La primera vez que visité el campus de la UP en Mixcoac pensé que era como Hogwarts. Tenía dieciséis años y, junto con el resto de mi familia, había hecho el viaje desde Guadalajara para asistir a la graduación de mi hermana mayor. Recuerdo que mi hermana nos enseñó con orgullo los pequeños corredores de casco antiguo, los salones con chimeneas de piedra y pisos de madera, el patio empedrado afuera del salón del búho. Dos años después me encontré atravesando esos mismos corredores nerviosamente buscando el salón en el que recibiría mi primera clase de Filosofía de la Naturaleza.
Comencé a estudiar la carrera en agosto del 2012 y me gradué en mayo del 2016. No sé que tanto sigan vigentes los detalles que marcaron mi experiencia estudiantil: el apurado tránsito a través del parque para llegar a clase en Periquillo o el Anexo, la parada obligada por una torta de chilaquiles afuera de Campana. La biblioteca de Valencia, por ejemplo, me tocó solo en el último año (justo a tiempo para la tesis). Antes de eso, uno sabía de la existencia de la biblioteca pero nunca la veía. Había que llenar una forma con los datos del libro que uno quería, entregarlos en el escritorio del bibliotecario y esperar mientras lo recuperaba de algún lugar desconocido. En mis tiempos, además, se frecuentaba el Italian Coffee en lugar del Cielito Querido en la entrada de Rodin.
Cuando llegué a instalarme a la Ciudad de México (entonces D.F) como estudiante universitaria todo me parecía nuevo e intimidante: el metro, la torta de chilaquil, mis compañeros. Entré a la carrera con poco más que los conocimientos más básicos de historia de la filosofía (mi preparatoria no incluía un programa particularmente robusto de humanidades). En cambio, según observé con consternación en mis primeras clases, mis compañeros parecían citar con facilidad a Schopenhauer y leer a Platón por diversión. Conforme avanzó el primer semestre entré en confianza: le perdí el miedo al metro, probé la torta de chilaquil, trabé amistad con mis compañeros (quienes, resultó, tampoco sabían todo acerca de Schopenhauer).
Como menciono aquí, antes de decidirme a estudiar filosofía consideré estudiar letras inglesas.
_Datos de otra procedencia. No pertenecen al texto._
// Copyright 2025 HyperZoekt Project
// Derived from sourcegraph/zoekt (https://github.com/sourcegraph/zoekt)
// Copyright 2016 Google Inc. All rights reserved.
//
// Licensed under the Apache License, Version 2.0 (the "License");
// you may not use this file except in compliance with the License.
// You may obtain a copy of the License at
//
//     http://www.apache.org/licenses/LICENSE-2.0
//
// Unless required by applicable law or agreed to in writing, software
// distributed under the License is distributed on an "AS IS" BASIS,
// WITHOUT WARRANTIES OR CONDITIONS OF ANY KIND, either express or implied.
// See the License for the specific language governing permissions and
// limitations under the License.

//! Senders that sit between the executor and the caller: aggregation,
//! timed flushing, display truncation and the final copy out of shard memory.

use crate::searcher::Sender;
use crate::types::{copy_files, sort_files, FileMatch, FlushReason, SearchOptions, SearchResult};
use parking_lot::Mutex;
use std::sync::Arc;
use tokio_util::sync::CancellationToken;

/// Merges streamed batches into one sorted result.
#[derive(Debug)]
pub struct Collector {
    aggregate: Option<SearchResult>,
    max_doc_display_count: usize,
}

impl Collector {
    pub fn new(opts: &SearchOptions) -> Self {
        Self {
            aggregate: None,
            max_doc_display_count: opts.max_doc_display_count,
        }
    }

    pub fn add(&mut self, sr: SearchResult) {
        let first = self.aggregate.is_none();
        let agg = self.aggregate.get_or_insert_with(SearchResult::default);
        if first {
            agg.progress = sr.progress;
        } else {
            // Batches arrive with non-increasing max pending priority.
            agg.progress.priority = agg.progress.priority.max(sr.progress.priority);
            agg.progress.max_pending_priority = sr.progress.max_pending_priority;
        }
        agg.stats.add(&sr.stats);

        if !sr.files.is_empty() {
            agg.files.extend(sr.files);
            agg.repo_urls.extend(sr.repo_urls);
            agg.line_fragments.extend(sr.line_fragments);
            sort_files(&mut agg.files);
            if self.max_doc_display_count > 0 {
                agg.files.truncate(self.max_doc_display_count);
            }
        }
    }

    pub fn is_empty(&self) -> bool {
        self.aggregate.is_none()
    }

    /// Take the aggregate, leaving the collector empty. `None` when nothing
    /// was collected since the last call.
    pub fn done(&mut self) -> Option<SearchResult> {
        let mut agg = self.aggregate.take()?;
        sort_files(&mut agg.files);
        Some(agg)
    }
}

/// A [`Sender`] that collects everything it receives.
pub struct CollectSender {
    collector: Mutex<Collector>,
}

impl CollectSender {
    pub fn new(opts: &SearchOptions) -> Self {
        Self {
            collector: Mutex::new(Collector::new(opts)),
        }
    }

    pub fn done(&self) -> Option<SearchResult> {
        self.collector.lock().done()
    }
}

impl Sender for CollectSender {
    fn send(&self, sr: SearchResult) {
        self.collector.lock().add(sr);
    }
}

struct FlushState {
    /// `Some` while buffering, `None` after the one-way switch to pass-through.
    collector: Mutex<Option<Collector>>,
    sender: Arc<dyn Sender>,
}

impl FlushState {
    fn flush(&self, reason: FlushReason) {
        let mut collector = self.collector.lock();
        let Some(mut c) = collector.take() else {
            return;
        };
        if let Some(mut agg) = c.done() {
            agg.stats.flush_reason = Some(reason);
            self.sender.send(agg);
        }
    }
}

struct FlushCollectSender {
    state: Arc<FlushState>,
}

impl Sender for FlushCollectSender {
    fn send(&self, sr: SearchResult) {
        let mut collector = self.state.collector.lock();
        match collector.as_mut() {
            Some(c) => c.add(sr),
            None => self.state.sender.send(sr),
        }
    }
}

/// Handle returned by [`new_flush_collect_sender`] that ends buffering.
pub struct FinalFlush {
    state: Option<Arc<FlushState>>,
    timer: CancellationToken,
}

impl FinalFlush {
    /// Flush buffered results with [`FlushReason::FinalFlush`] unless the
    /// timer already did.
    pub fn flush(self) {
        self.timer.cancel();
        if let Some(state) = &self.state {
            state.flush(FlushReason::FinalFlush);
        }
    }
}

/// Buffer results for up to `opts.flush_wall_time`, then flush the sorted
/// aggregate once and pass later batches straight through.
///
/// With a zero flush wall time `sender` is returned unchanged.
pub fn new_flush_collect_sender(
    opts: &SearchOptions,
    sender: Arc<dyn Sender>,
) -> (Arc<dyn Sender>, FinalFlush) {
    let timer = CancellationToken::new();
    if opts.flush_wall_time.is_zero() {
        return (sender, FinalFlush { state: None, timer });
    }

    let state = Arc::new(FlushState {
        collector: Mutex::new(Some(Collector::new(opts))),
        sender,
    });

    let timer_state = Arc::clone(&state);
    let stop = timer.clone();
    let wait = opts.flush_wall_time;
    tokio::spawn(async move {
        tokio::select! {
            _ = tokio::time::sleep(wait) => timer_state.flush(FlushReason::TimerExpired),
            _ = stop.cancelled() => {}
        }
    });

    (
        Arc::new(FlushCollectSender {
            state: Arc::clone(&state),
        }),
        FinalFlush {
            state: Some(state),
            timer,
        },
    )
}

/// Enforces `max_doc_display_count` and `max_match_display_count` across
/// consecutive batches.
#[derive(Debug)]
pub struct DisplayTruncator {
    doc_limit: Option<usize>,
    match_limit: Option<usize>,
    done: bool,
}

impl DisplayTruncator {
    /// Returns `None` when the options set no display limits.
    pub fn new(opts: &SearchOptions) -> Option<Self> {
        let doc_limit = (opts.max_doc_display_count > 0).then_some(opts.max_doc_display_count);
        let match_limit =
            (opts.max_match_display_count > 0).then_some(opts.max_match_display_count);
        if doc_limit.is_none() && match_limit.is_none() {
            return None;
        }
        Some(Self {
            doc_limit,
            match_limit,
            done: false,
        })
    }

    /// Trim `files` to the remaining budget. Returns false once the budget
    /// is exhausted and no further files can be shown.
    pub fn truncate(&mut self, files: &mut Vec<FileMatch>) -> bool {
        if self.done {
            files.clear();
            return false;
        }
        if let Some(limit) = self.doc_limit.as_mut() {
            if files.len() >= *limit {
                files.truncate(*limit);
                self.done = true;
            }
            *limit -= files.len();
        }
        if let Some(limit) = self.match_limit.as_mut() {
            *limit = limit_line_matches(files, *limit);
            if *limit == 0 {
                self.done = true;
            }
        }
        !self.done
    }
}

/// Keep at most `limit` line matches across `files`, dropping files after the
/// budget runs out. Returns the remaining budget.
fn limit_line_matches(files: &mut Vec<FileMatch>, mut limit: usize) -> usize {
    let mut keep = files.len();
    for (i, f) in files.iter_mut().enumerate() {
        f.line_matches.truncate(limit);
        limit -= f.line_matches.len();
        if limit == 0 {
            keep = i + 1;
            break;
        }
    }
    files.truncate(keep);
    limit
}

/// Applies a [`DisplayTruncator`] and cancels `stop` once the display budget
/// is used up, so no more shards get searched.
pub struct LimitSender {
    truncator: Mutex<DisplayTruncator>,
    stop: CancellationToken,
    sender: Arc<dyn Sender>,
}

impl LimitSender {
    pub fn wrap(
        opts: &SearchOptions,
        stop: CancellationToken,
        sender: Arc<dyn Sender>,
    ) -> Arc<dyn Sender> {
        match DisplayTruncator::new(opts) {
            Some(truncator) => Arc::new(LimitSender {
                truncator: Mutex::new(truncator),
                stop,
                sender,
            }),
            None => sender,
        }
    }
}

impl Sender for LimitSender {
    fn send(&self, mut sr: SearchResult) {
        let more = self.truncator.lock().truncate(&mut sr.files);
        if !more {
            self.stop.cancel();
        }
        self.sender.send(sr);
    }
}

/// Detaches every result from shard memory before passing it on.
pub struct CopySender {
    sender: Arc<dyn Sender>,
}

impl CopySender {
    pub fn new(sender: Arc<dyn Sender>) -> Self {
        Self { sender }
    }
}

impl Sender for CopySender {
    fn send(&self, mut sr: SearchResult) {
        copy_files(&mut sr);
        self.sender.send(sr);
    }
}
// Copyright 2025 HyperZoekt Project
// Derived from sourcegraph/zoekt (https://github.com/sourcegraph/zoekt)
// Copyright 2016 Google Inc. All rights reserved.
//
// Licensed under the Apache License, Version 2.0 (the "License");
// you may not use this file except in compliance with the License.
// You may obtain a copy of the License at
//
//     http://www.apache.org/licenses/LICENSE-2.0
//
// Unless required by applicable law or agreed to in writing, software
// distributed under the License is distributed on an "AS IS" BASIS,
// WITHOUT WARRANTIES OR CONDITIONS OF ANY KIND, either express or implied.
// See the License for the specific language governing permissions and
// limitations under the License.

use crate::query::Query;
use crate::types::{ListOptions, RepoList, SearchOptions, SearchResult};
use std::sync::Arc;
use tokio_util::sync::CancellationToken;

/// A single searchable unit, usually one index shard.
///
/// Calls are synchronous and CPU bound; the sharded searcher runs them on the
/// blocking thread pool. Implementations should poll `cancel` between
/// documents and return early once it fires.
pub trait Searcher: Send + Sync + 'static {
    fn search(
        &self,
        cancel: &CancellationToken,
        q: &Query,
        opts: &SearchOptions,
    ) -> anyhow::Result<SearchResult>;

    fn list(
        &self,
        cancel: &CancellationToken,
        q: &Query,
        opts: &ListOptions,
    ) -> anyhow::Result<RepoList>;

    /// Release resources. Called exactly once, after the last in-flight
    /// search holding this searcher has finished.
    fn close(&self) {}

    /// Human readable name used in logs.
    fn describe(&self) -> String;
}

/// Receives streamed search results.
pub trait Sender: Send + Sync {
    fn send(&self, sr: SearchResult);
}

impl<S: Sender + ?Sized> Sender for Arc<S> {
    fn send(&self, sr: SearchResult) {
        (**self).send(sr)
    }
}

/// Adapts a closure into a [`Sender`].
pub struct SenderFn<F>(pub F);

impl<F> Sender for SenderFn<F>
where
    F: Fn(SearchResult) + Send + Sync,
{
    fn send(&self, sr: SearchResult) {
        (self.0)(sr)
    }
}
Se que a muchos de los preparatorianos que lean esto se encontrarán en disyuntivas semejantes: ¿estudiaré filosofía o esta otra carrera? Lo único que les puedo decir es que decidirse a estudiar filosofía siempre es una apuesta. No me refiero a una apuesta en términos de ‘le apuestas a morirte de hambre después de la carrera’. Sin duda vivimos en un país en el que las humanidades no son particularmente entendidas o valoradas: precisamente por eso, estudiar filosofía es una apuesta a favor del pensamiento crítico e independiente.
En la UP, estudiar la carrera en filosofía implica sentarse en algún pupitre de esos salones con chimenea de piedra y, a la mano de distintos profesores, comenzar a familiarizarse con las preguntas filosóficas y con los argumentos que han utilizado distintos filósofos a través de la historia para abordarlas. Conforme pasan los semestres uno aprende, ensayo tras ensayo y examen tras examen, a pensar críticamente acerca de estos argumentos y, eventualmente, a desarrollar maneras propias de abordar estas preguntas.
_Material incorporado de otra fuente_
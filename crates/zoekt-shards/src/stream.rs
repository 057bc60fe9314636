// Copyright 2025 HyperZoekt Project
// Derived from sourcegraph/zoekt (https://github.com/sourcegraph/zoekt)
// Copyright 2016 Google Inc. All rights reserved.
//
// Licensed under the Apache License, Version 2.0 (the "License");
// you may not use this file except in compliance with the License.
// You may obtain a copy of the License at
//
//     http://www.apache.org/licenses/LICENSE-2.0
//
// Unless required by applicable law or agreed to in writing, software
// distributed under the License is distributed on an "AS IS" BASIS,
// WITHOUT WARRANTIES OR CONDITIONS OF ANY KIND, either express or implied.
// See the License for the specific language governing permissions and
// limitations under the License.

//! Parallel fan-out of one query over a list of shards.

use crate::error::{Error, Result};
use crate::query::Query;
use crate::registry::RankedShard;
use crate::sched::{num_cpus, Process};
use crate::searcher::Sender;
use crate::types::{sort_files, Progress, SearchOptions, SearchResult, Stats};
use std::collections::HashMap;
use std::sync::Arc;
use tokio::sync::mpsc;
use tokio_util::sync::CancellationToken;

/// Priorities of dispatched shards whose results have not arrived yet.
#[derive(Debug, Default)]
pub(crate) struct PrioritySlice {
    values: Vec<f64>,
}

impl PrioritySlice {
    pub(crate) fn append(&mut self, p: f64) {
        self.values.push(p);
    }

    pub(crate) fn remove(&mut self, p: f64) {
        if let Some(i) = self.values.iter().position(|v| *v == p) {
            self.values.swap_remove(i);
        }
    }

    pub(crate) fn max(&self) -> f64 {
        self.values.iter().copied().fold(f64::NEG_INFINITY, f64::max)
    }
}

struct ShardResult {
    priority: f64,
    result: Result<SearchResult>,
}

/// Search a single shard on the blocking pool. A panic inside the shard is
/// reported as one crash instead of failing the request.
async fn search_one_shard(
    cancel: CancellationToken,
    shard: Arc<RankedShard>,
    q: Arc<Query>,
    opts: Arc<SearchOptions>,
) -> ShardResult {
    let priority = shard.priority();
    if cancel.is_cancelled() {
        return ShardResult {
            priority,
            result: Ok(SearchResult {
                stats: Stats {
                    shards_skipped: 1,
                    ..Default::default()
                },
                ..Default::default()
            }),
        };
    }

    let name = shard.name().to_string();
    let joined =
        tokio::task::spawn_blocking(move || shard.searcher().search(&cancel, &q, &opts)).await;
    let result = match joined {
        Ok(Ok(sr)) => Ok(sr),
        Ok(Err(source)) => Err(Error::Shard {
            shard: name,
            source,
        }),
        Err(err) => {
            tracing::error!(shard = %name, error = %err, "crashed shard");
            Ok(SearchResult {
                stats: Stats {
                    crashes: 1,
                    ..Default::default()
                },
                ..Default::default()
            })
        }
    };
    ShardResult { priority, result }
}

/// Forward `sr` as one batch per contiguous run of files from the same
/// repository. Stats ride on the last batch only.
pub(crate) fn send_by_repository(mut sr: SearchResult, sender: &dyn Sender) {
    if sr.repo_urls.len() <= 1 || sr.files.is_empty() {
        sort_files(&mut sr.files);
        sender.send(sr);
        return;
    }

    let max_pending = sr.progress.max_pending_priority;
    let mut files = std::mem::take(&mut sr.files);
    let mut runs = Vec::new();
    while !files.is_empty() {
        let id = files[0].repository_id;
        let end = files
            .iter()
            .position(|f| f.repository_id != id)
            .unwrap_or(files.len());
        let rest = files.split_off(end);
        runs.push(files);
        files = rest;
    }

    let last = runs.len() - 1;
    for (i, mut run) in runs.into_iter().enumerate() {
        sort_files(&mut run);
        let repo = run[0].repository.clone();
        let priority = run[0].repository_priority;
        let pick = |m: &HashMap<String, String>| -> HashMap<String, String> {
            m.get(&repo)
                .map(|v| HashMap::from([(repo.clone(), v.clone())]))
                .unwrap_or_default()
        };
        sender.send(SearchResult {
            stats: if i == last {
                std::mem::take(&mut sr.stats)
            } else {
                Stats::default()
            },
            progress: Progress {
                priority,
                max_pending_priority: max_pending,
            },
            repo_urls: pick(&sr.repo_urls),
            line_fragments: pick(&sr.line_fragments),
            files: run,
        });
    }
}

async fn reserve<T>(tx: &Option<mpsc::Sender<T>>) -> Option<mpsc::Permit<'_, T>> {
    match tx {
        Some(tx) => tx.reserve().await.ok(),
        None => std::future::pending().await,
    }
}

/// Search `shards` (sorted by descending priority) with a pool of workers
/// and stream every shard result to `sender`.
///
/// A shard error stops dispatching further shards; results of shards that
/// are already running are still forwarded before the error is returned.
pub(crate) async fn stream_search(
    cancel: &CancellationToken,
    proc: &mut Process,
    shards: &[Arc<RankedShard>],
    q: Query,
    opts: &SearchOptions,
    sender: &dyn Sender,
) -> Result<()> {
    if shards.is_empty() {
        return Ok(());
    }

    let token = cancel.child_token();
    // Cancels the wall time timer once the search is over.
    let _stop = token.clone().drop_guard();
    if !opts.max_wall_time.is_zero() {
        let t = token.clone();
        let budget = opts.max_wall_time;
        tokio::spawn(async move {
            tokio::select! {
                _ = tokio::time::sleep(budget) => t.cancel(),
                _ = t.cancelled() => {}
            }
        });
    }

    let q = Arc::new(q);
    let shared_opts = Arc::new(opts.clone());
    let workers = num_cpus().min(shards.len());
    let (work_tx, work_rx) = mpsc::channel::<Arc<RankedShard>>(workers);
    let (results_tx, mut results_rx) = mpsc::channel::<ShardResult>(workers);
    let work_rx = Arc::new(tokio::sync::Mutex::new(work_rx));

    for _ in 0..workers {
        let work_rx = Arc::clone(&work_rx);
        let results_tx = results_tx.clone();
        let token = token.clone();
        let q = Arc::clone(&q);
        let opts = Arc::clone(&shared_opts);
        tokio::spawn(async move {
            loop {
                let next = work_rx.lock().await.recv().await;
                let Some(shard) = next else { break };
                let r = search_one_shard(token.clone(), shard, q.clone(), opts.clone()).await;
                if results_tx.send(r).await.is_err() {
                    break;
                }
            }
        });
    }
    // The results channel closes once every worker has exited.
    drop(results_tx);

    let mut work_tx = Some(work_tx);
    let mut next = 0usize;
    let mut pending = PrioritySlice::default();
    let mut total_match_count = 0usize;
    let mut err: Option<Error> = None;

    loop {
        if proc.maybe_yield(&token).await.is_err() {
            work_tx = None;
        }
        if next >= shards.len() {
            work_tx = None;
        }

        // The select output may hold a permit borrowing `work_tx`, so the
        // sender is only dropped once the select is over.
        let mut stop_dispatch = false;
        tokio::select! {
            biased;
            _ = token.cancelled(), if work_tx.is_some() => {
                tracing::debug!(dispatched = next, total = shards.len(), "search cancelled, stop dispatching");
                stop_dispatch = true;
            }
            r = results_rx.recv() => {
                let Some(r) = r else { break };
                pending.remove(r.priority);
                match r.result {
                    Err(e) => {
                        tracing::warn!(error = %e, "shard search failed");
                        err.get_or_insert(e);
                        stop_dispatch = true;
                    }
                    Ok(mut sr) => {
                        // Shards are dispatched in priority order so the next
                        // undispatched one bounds everything not yet queued.
                        let mut max_pending = pending.max();
                        if work_tx.is_some() && next < shards.len() {
                            max_pending = max_pending.max(shards[next].priority());
                        }
                        sr.progress = Progress {
                            priority: r.priority,
                            max_pending_priority: max_pending,
                        };
                        total_match_count += sr.stats.match_count;
                        send_by_repository(sr, sender);

                        if opts.total_max_match_count > 0
                            && total_match_count > opts.total_max_match_count
                        {
                            stop_dispatch = true;
                        }
                    }
                }
            }
            permit = reserve(&work_tx), if work_tx.is_some() => match permit {
                Some(permit) => {
                    let shard = Arc::clone(&shards[next]);
                    pending.append(shard.priority());
                    permit.send(shard);
                    next += 1;
                }
                None => stop_dispatch = true,
            },
        }
        if stop_dispatch {
            work_tx = None;
        }
    }

    match err {
        Some(e) => Err(e),
        None => Ok(()),
    }
}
Los cuatro años que pasé entre los pasillos de la UP descubrí las teorías de Aristóteles, Adorno y Husserl. Forjé amistades entrañables. Conocí lo que significa leer, escribir y pensar académicamente. Incluso llegué a enamorarme de las idiosincrasias de la capital y a saber cómo transitar su sistema de transporte público. Pero, sobretodo, aprendí a reconocer y entender el lenguaje que utilizamos para describir al mundo y a nosotros mismos. Como tal, encuentro que la carrera que escogí ha sido una de las inversiones más valiosas de mi vida.